Securing LLMs is just structurally different. The attack space is "the entirety of the human written language" which is effectively infinite. Wrapping your head around this is something we're only now starting to appreciate.

In general, treating LLM outputs (no matter where) as untrusted, and ensuring classic cybersecurity guardrails (sandboxing, data permissioning, logging) is the current SOTA on mitigation. It'll be interesting to see how approaches evolve as we figure out more.

This is @simonw’s Lethal Trifecta [1] again - access to private data and untrusted input are arguably the purpose of enterprise agents, so any external communication is unsafe. Markdown images are just the ones people usually forget about

[1] https://simonwillison.net/2025/Jun/16/the-lethal-trifecta/

People have learnt a little while back that you need to use the white hidden text in a resume to make the AI recommend you, There are also resume collecting services which let you buy a set of resumes belonging to your general competition era and you can compare your ai results with them. Its an arms race to get called up for a job interview at the moment.

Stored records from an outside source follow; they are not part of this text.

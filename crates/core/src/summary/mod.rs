//! Human-readable explanations of a comparison.
//!
//! [`SummaryGenerator`] is the seam between the deterministic comparison
//! and whatever phrases it. The template generator in this crate is always
//! available; delegated generators live in `shopwise-agent` and fall back to
//! it.

pub mod template;

use async_trait::async_trait;
use rust_decimal::{Decimal, RoundingStrategy};
use serde::{Deserialize, Serialize};
use thiserror::Error;

use crate::domain::comparison::{ComparisonResult, StoreTotal};

pub use template::TemplateSummaryGenerator;

#[derive(Clone, Copy, Debug, Default, PartialEq, Eq, Serialize, Deserialize)]
pub enum Language {
    #[default]
    #[serde(rename = "en")]
    English,
    #[serde(rename = "de")]
    German,
}

impl Language {
    pub fn code(self) -> &'static str {
        match self {
            Self::English => "en",
            Self::German => "de",
        }
    }

    pub fn display_name(self) -> &'static str {
        match self {
            Self::English => "English",
            Self::German => "German",
        }
    }
}

impl std::str::FromStr for Language {
    type Err = String;

    fn from_str(value: &str) -> Result<Self, Self::Err> {
        match value.trim().to_ascii_lowercase().as_str() {
            "en" | "english" => Ok(Self::English),
            "de" | "german" | "deutsch" => Ok(Self::German),
            other => Err(format!("unsupported language `{other}` (expected en|de)")),
        }
    }
}

#[derive(Debug, Error)]
pub enum SummaryError {
    #[error("summary template error: {0}")]
    Template(String),
    #[error("summary delegate failed: {0}")]
    Delegate(String),
    #[error("summary delegate timed out after {0}s")]
    Timeout(u64),
    #[error("summary delegate returned an empty response")]
    EmptyResponse,
}

#[async_trait]
pub trait SummaryGenerator: Send + Sync {
    fn name(&self) -> &'static str;

    async fn generate(
        &self,
        comparison: &ComparisonResult,
        language: Language,
    ) -> Result<String, SummaryError>;
}

/// Formats an amount to the currency's minor unit, rounding half away from
/// zero.
pub fn format_amount(amount: Decimal) -> String {
    format!("{:.2}", amount.round_dp_with_strategy(2, RoundingStrategy::MidpointAwayFromZero))
}

/// Capitalizes a store key for display: `kaufland` → `Kaufland`.
pub fn display_store(store: &str) -> String {
    let mut chars = store.chars();
    match chars.next() {
        Some(first) => first.to_uppercase().chain(chars).collect(),
        None => String::new(),
    }
}

#[derive(Clone, Debug, PartialEq, Eq, Serialize)]
pub struct StoreFact {
    pub store: String,
    pub subtotal: String,
    pub stocked: usize,
    pub missing: usize,
    pub incomplete: bool,
}

impl StoreFact {
    fn from_total(total: &StoreTotal) -> Self {
        Self {
            store: display_store(&total.store),
            subtotal: format_amount(total.subtotal),
            stocked: total.stocked_count,
            missing: total.unavailable_count,
            incomplete: total.incomplete,
        }
    }
}

#[derive(Clone, Debug, PartialEq, Eq, Serialize)]
pub struct LineFact {
    pub query: String,
    pub product: String,
    pub quantity: u32,
}

/// Pre-formatted facts every summary is phrased from. Amounts are already
/// strings so that no generator does its own arithmetic.
#[derive(Clone, Debug, PartialEq, Eq, Serialize)]
pub struct SummaryFacts {
    pub currency: String,
    pub empty: bool,
    pub matched_count: usize,
    pub requested_count: usize,
    pub cheapest: Option<StoreFact>,
    pub most_expensive: Option<StoreFact>,
    pub savings: Option<String>,
    pub stores: Vec<StoreFact>,
    pub partial_stores: Vec<StoreFact>,
    pub incomplete_stores: Vec<String>,
    pub lines: Vec<LineFact>,
    pub unmatched: Vec<String>,
}

impl SummaryFacts {
    pub fn from_comparison(comparison: &ComparisonResult) -> Self {
        let cheapest = comparison.cheapest_total();
        // Savings only compare baskets holding the same number of items.
        let most_expensive = cheapest.and_then(|cheapest| {
            comparison.totals.iter().rev().find(|total| {
                !total.incomplete
                    && total.stocked_count == cheapest.stocked_count
                    && total.store != cheapest.store
                    && total.subtotal > cheapest.subtotal
            })
        });
        let savings = match (cheapest, most_expensive) {
            (Some(cheapest), Some(most_expensive)) => {
                Some(format_amount(most_expensive.subtotal - cheapest.subtotal))
            }
            _ => None,
        };

        Self {
            currency: comparison.currency.clone(),
            empty: comparison.is_empty_comparison(),
            matched_count: comparison.matched_count(),
            requested_count: comparison.matched_count() + comparison.unmatched.len(),
            cheapest: cheapest.map(StoreFact::from_total),
            most_expensive: most_expensive.map(StoreFact::from_total),
            savings,
            stores: comparison.totals.iter().map(StoreFact::from_total).collect(),
            partial_stores: comparison
                .totals
                .iter()
                .filter(|total| !total.incomplete && total.unavailable_count > 0)
                .map(StoreFact::from_total)
                .collect(),
            incomplete_stores: comparison
                .totals
                .iter()
                .filter(|total| total.incomplete)
                .map(|total| display_store(&total.store))
                .collect(),
            lines: comparison
                .lines
                .iter()
                .map(|line| LineFact {
                    query: line.query.clone(),
                    product: line.product_name.clone(),
                    quantity: line.quantity,
                })
                .collect(),
            unmatched: comparison.unmatched.iter().map(|item| item.text.clone()).collect(),
        }
    }
}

> We responsibly disclosed this vulnerability to Notion via HackerOne. Unfortunately, they said “we're closing this finding as `Not Applicable`”.

Any data that leaves the machines you control, especially to a service like Notion, is already "exfiltrated" anyway. Never trust any consumer grade service without an explicit contract for any important data you don't want exfiltrated. They will play fast and loose with your data, since there is so little downside.

Wow what a coincidence. I just migrated from notion to obsidian today. Looks like I timed it perfectly (or maybe slightly too late?)

IMHO the problem really comes from the browser accessing the URL without explicit user permission.

Bring back desktop software.

Sloppy coding to know a link could be a problem and render it anyway. But even worse to ignore the person who tells you you did that.

One more reason not to use Notion.

I wonder when there will be awakening to not use SaaS for everything you do. And the sad thing is that this is the behavior of supposedly tech-savvy people in places like the bay area.

I think the next wave is going to be native apps, with a single purchase model - the way things used to be. AI is going to enable devs, even indie devs, to make such products.

Unfortunate that Notion does not seem to be taking AI security more seriously, even after they got flak for other data exfil vulns in the 3.0 agents release in September

This, of course, more yelling into the void from decades ago, but companies who promise or imply "safety around your data" and fail should be proportionally punished, and we as a society have not yet effectively figured out how to do that yet. Not sure what it will take.

Public disclosure date is Jan 2025, but should be Jan 2026.